Activity:
The entries below should be output exactly as written.

--------------------

use image::DynamicImage;
use rayon::prelude::*;
use rayon::{ ThreadPool, ThreadPoolBuilder };
use tracing::{ debug, info, warn };

use std::panic::{ self, AssertUnwindSafe };
use std::sync::mpsc::{ self, RecvTimeoutError };
use std::sync::Arc;
use std::thread;
use std::time::Duration;

use capability::{ Detector, ImageSource, RawFragment, Recognizer };
use config::Config;
use error::{ LprError, LprErrorKind };
use geometry::DetectionBox;
use image_process::{ ConditionedImage, ImageConditioner };
use text::TextNormalizer;

pub mod batch;
pub mod capability;
pub mod config;
pub mod error;
pub mod geometry;
pub mod image_process;
pub mod output;
pub mod text;
pub mod utils;
#[cfg(feature = "tensorflow")]
pub mod tf;


/// Outcome for one detected plate region.
#[derive(Debug, Clone)]
pub struct ResultRecord {
    pub source_image_id: String,
    /// Position among the detections that passed the area filter.
    pub region_index: usize,
    pub bounding_box: DetectionBox,
    /// Missing when the region could not be cropped or conditioned.
    pub conditioned: Option<ConditionedImage>,
    /// Empty when nothing legible was read.
    pub canonical_text: String,
    /// Why the region yielded no text, for regions that failed.
    pub failure: Option<String>,
}

impl ResultRecord {
    pub fn is_recognized(&self) -> bool {
        !self.canonical_text.is_empty()
    }
}

/// Crops, conditions, reads and normalizes every plate box of an image.
///
/// The recognizer is loaded once by the caller and shared; regions are
/// independent, so with more than one worker they run on a rayon pool.
/// Records always come back in detection order.
pub struct RecognitionPipeline {
    recognizer: Arc<dyn Recognizer>,
    conditioner: ImageConditioner,
    normalizer: TextNormalizer,
    min_area: u64,
    timeout: Option<Duration>,
    pool: Option<ThreadPool>,
}

impl RecognitionPipeline {

    pub fn new(recognizer: Arc<dyn Recognizer>, config: &Config) -> Result<Self, LprError> {
        config.validate()?;
        let pool = if config.workers > 1 {
            Some(ThreadPoolBuilder::new().num_threads(config.workers).build()?)
        } else {
            None
        };
        Ok(Self {
            recognizer,
            conditioner: ImageConditioner::new(),
            normalizer: TextNormalizer::new(config.merge_policy),
            min_area: config.min_area,
            timeout: config.recognition_timeout(),
            pool,
        })
    }

    /// One record per detection whose area exceeds `min_area`, in the order the
    /// detections were given. Region failures end up in the record, they never
    /// abort the image.
    pub fn process(&self, source_id: &str, img: &DynamicImage, detections: &[DetectionBox]) -> Vec<ResultRecord> {
        let surviving: Vec<DetectionBox> = detections
            .iter()
            .filter(|a_box| a_box.passes_area_threshold(self.min_area))
            .copied()
            .collect();
        debug!(source = source_id, detected = detections.len(), kept = surviving.len(), "area filter");

        let run = |(index, a_box): (usize, &DetectionBox)| self.process_region(source_id, img, index, *a_box);
        match &self.pool {
            Some(pool) => pool.install(|| surviving.par_iter().enumerate().map(run).collect()),
            None => surviving.iter().enumerate().map(run).collect(),
        }
    }

    /// Detect plates with `detector` and process them.
    pub fn process_source(&self, detector: &dyn Detector, source_id: &str, source: &ImageSource) -> Result<Vec<ResultRecord>, LprError> {
        let img = source.load()?;
        let detections = detector.detect(&img)?;
        Ok(self.process(source_id, &img, &detections))
    }

    // a panic inside the conditioner or the recognizer only fails this region
    fn process_region(&self, source_id: &str, img: &DynamicImage, region_index: usize, a_box: DetectionBox) -> ResultRecord {
        let record = ResultRecord {
            source_image_id: source_id.to_string(),
            region_index,
            bounding_box: a_box,
            conditioned: None,
            canonical_text: String::new(),
            failure: None,
        };
        match panic::catch_unwind(AssertUnwindSafe(|| self.recognize_region(source_id, img, record.clone()))) {
            Ok(record) => record,
            Err(_) => {
                let e = LprError::recognition_failure("region processing panicked");
                warn!(source = source_id, region = region_index, error = %e, "region skipped");
                ResultRecord { failure: Some(e.to_string()), ..record }
            }
        }
    }

    fn recognize_region(&self, source_id: &str, img: &DynamicImage, mut record: ResultRecord) -> ResultRecord {
        let region_index = record.region_index;
        let a_box = record.bounding_box;

        let conditioned = match a_box.crop(img).and_then(|region| self.conditioner.condition(&region)) {
            Ok(conditioned) => conditioned,
            Err(e) => {
                warn!(source = source_id, region = region_index, error = %e, "region skipped");
                record.failure = Some(e.to_string());
                return record;
            }
        };

        match self.read(&conditioned) {
            Ok(fragments) => {
                record.canonical_text = self.normalizer.merge(&fragments);
                debug!(source = source_id, region = region_index, fragments = ?fragments, "recognizer output");
            }
            Err(e) => {
                warn!(source = source_id, region = region_index, error = %e, "recognition failed");
                record.failure = Some(e.to_string());
            }
        }
        record.conditioned = Some(conditioned);
        info!(source = source_id, region = region_index, text = %record.canonical_text, "plate");
        record
    }

    fn read(&self, conditioned: &ConditionedImage) -> Result<Vec<RawFragment>, LprError> {
        let region = conditioned.to_dynamic();
        let limit = match self.timeout {
            Some(limit) => limit,
            None => return self.recognizer.read(&region),
        };

        // a call that misses the deadline keeps its thread until it returns
        let recognizer = Arc::clone(&self.recognizer);
        let (sender, receiver) = mpsc::channel();
        thread::spawn(move || {
            let _ = sender.send(recognizer.read(&region));
        });
        match receiver.recv_timeout(limit) {
            Ok(result) => result,
            Err(RecvTimeoutError::Timeout) => Err(LprErrorKind::RecognitionTimeout(limit).into()),
            Err(RecvTimeoutError::Disconnected) => Err(LprError::recognition_failure("recognizer thread panicked")),
        }
    }
}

--------------------

Solution to the problem:
use image::DynamicImage;
use rayon::prelude::*;
use rayon::{ ThreadPool, ThreadPoolBuilder };
use tracing::{ debug, info, warn };

use std::panic::{ self, AssertUnwindSafe };
use std::sync::mpsc::{ self, RecvTimeoutError };
use std::sync::Arc;
use std::thread;
use std::time::Duration;

use capability::{ Detector, ImageSource, RawFragment, Recognizer };
use config::Config;
use error::{ LprError, LprErrorKind };
use geometry::DetectionBox;
use image_process::{ ConditionedImage, ImageConditioner };
use text::TextNormalizer;

pub mod batch;
pub mod capability;
pub mod config;
pub mod error;
pub mod geometry;
pub mod image_process;
pub mod output;
pub mod text;
pub mod utils;
#[cfg(feature = "tensorflow")]
pub mod tf;


/// Outcome for one detected plate region.
#[derive(Debug, Clone)]
pub struct ResultRecord {
    pub source_image_id: String,
    /// Position among the detections that passed the area filter.
    pub region_index: usize,
    pub bounding_box: DetectionBox,
    /// Missing when the region could not be cropped or conditioned.
    pub conditioned: Option<ConditionedImage>,
    /// Empty when nothing legible was read.
    pub canonical_text: String,
    /// Why the region yielded no text, for regions that failed.
    pub failure: Option<String>,
}

impl ResultRecord {
    pub fn is_recognized(&self) -> bool {
        !self.canonical_text.is_empty()
    }
}

/// Crops, conditions, reads and normalizes every plate box of an image.
///
/// The recognizer is loaded once by the caller and shared; regions are
/// independent, so with more than one worker they run on a rayon pool.
/// Records always come back in detection order.
pub struct RecognitionPipeline {
    recognizer: Arc<dyn Recognizer>,
    conditioner: ImageConditioner,
    normalizer: TextNormalizer,
    min_area: u64,
    timeout: Option<Duration>,
    pool: Option<ThreadPool>,
}

impl RecognitionPipeline {

    pub fn new(recognizer: Arc<dyn Recognizer>, config: &Config) -> Result<Self, LprError> {
        config.validate()?;
        let pool = if config.workers > 1 {
            Some(ThreadPoolBuilder::new().num_threads(config.workers).build()?)
        } else {
            None
        };
        Ok(Self {
            recognizer,
            conditioner: ImageConditioner::new(),
            normalizer: TextNormalizer::new(config.merge_policy),
            min_area: config.min_area,
            timeout: config.recognition_timeout(),
            pool,
        })
    }

    /// One record per detection whose area exceeds `min_area`, in the order the
    /// detections were given. Region failures end up in the record, they never
    /// abort the image.
    pub fn process(&self, source_id: &str, img: &DynamicImage, detections: &[DetectionBox]) -> Vec<ResultRecord> {
        let surviving: Vec<DetectionBox> = detections
            .iter()
            .filter(|a_box| a_box.passes_area_threshold(self.min_area))
            .copied()
            .collect();
        debug!(source = source_id, detected = detections.len(), kept = surviving.len(), "area filter");

        let run = |(index, a_box): (usize, &DetectionBox)| self.process_region(source_id, img, index, *a_box);
        match &self.pool {
            Some(pool) => pool.install(|| surviving.par_iter().enumerate().map(run).collect()),
            None => surviving.iter().enumerate().map(run).collect(),
        }
    }

    /// Detect plates with `detector` and process them.
    pub fn process_source(&self, detector: &dyn Detector, source_id: &str, source: &ImageSource) -> Result<Vec<ResultRecord>, LprError> {
        let img = source.load()?;
        let detections = detector.detect(&img)?;
        Ok(self.process(source_id, &img, &detections))
    }

    // a panic inside the conditioner or the recognizer only fails this region
    fn process_region(&self, source_id: &str, img: &DynamicImage, region_index: usize, a_box: DetectionBox) -> ResultRecord {
        let record = ResultRecord {
            source_image_id: source_id.to_string(),
            region_index,
            bounding_box: a_box,
            conditioned: None,
            canonical_text: String::new(),
            failure: None,
        };
        match panic::catch_unwind(AssertUnwindSafe(|| self.recognize_region(source_id, img, record.clone()))) {
            Ok(record) => record,
            Err(_) => {
                let e = LprError::recognition_failure("region processing panicked");
                warn!(source = source_id, region = region_index, error = %e, "region skipped");
                ResultRecord { failure: Some(e.to_string()), ..record }
            }
        }
    }

    fn recognize_region(&self, source_id: &str, img: &DynamicImage, mut record: ResultRecord) -> ResultRecord {
        let region_index = record.region_index;
        let a_box = record.bounding_box;

        let conditioned = match a_box.crop(img).and_then(|region| self.conditioner.condition(&region)) {
            Ok(conditioned) => conditioned,
            Err(e) => {
                warn!(source = source_id, region = region_index, error = %e, "region skipped");
                record.failure = Some(e.to_string());
                return record;
            }
        };

        match self.read(&conditioned) {
            Ok(fragments) => {
                record.canonical_text = self.normalizer.merge(&fragments);
                debug!(source = source_id, region = region_index, fragments = ?fragments, "recognizer output");
            }
            Err(e) => {
                warn!(source = source_id, region = region_index, error = %e, "recognition failed");
                record.failure = Some(e.to_string());
            }
        }
        record.conditioned = Some(conditioned);
        info!(source = source_id, region = region_index, text = %record.canonical_text, "plate");
        record
    }

    fn read(&self, conditioned: &ConditionedImage) -> Result<Vec<RawFragment>, LprError> {
        let region = conditioned.to_dynamic();
        let limit = match self.timeout {
            Some(limit) => limit,
            None => return self.recognizer.read(&region),
        };

        // a call that misses the deadline keeps its thread until it returns
        let recognizer = Arc::clone(&self.recognizer);
        let (sender, receiver) = mpsc::channel();
        thread::spawn(move || {
            let _ = sender.send(recognizer.read(&region));
        });
        match receiver.recv_timeout(limit) {
            Ok(result) => result,
            Err(RecvTimeoutError::Timeout) => Err(LprErrorKind::RecognitionTimeout(limit).into()),
            Err(RecvTimeoutError::Disconnected) => Err(LprError::recognition_failure("recognizer thread panicked")),
        }
    }
}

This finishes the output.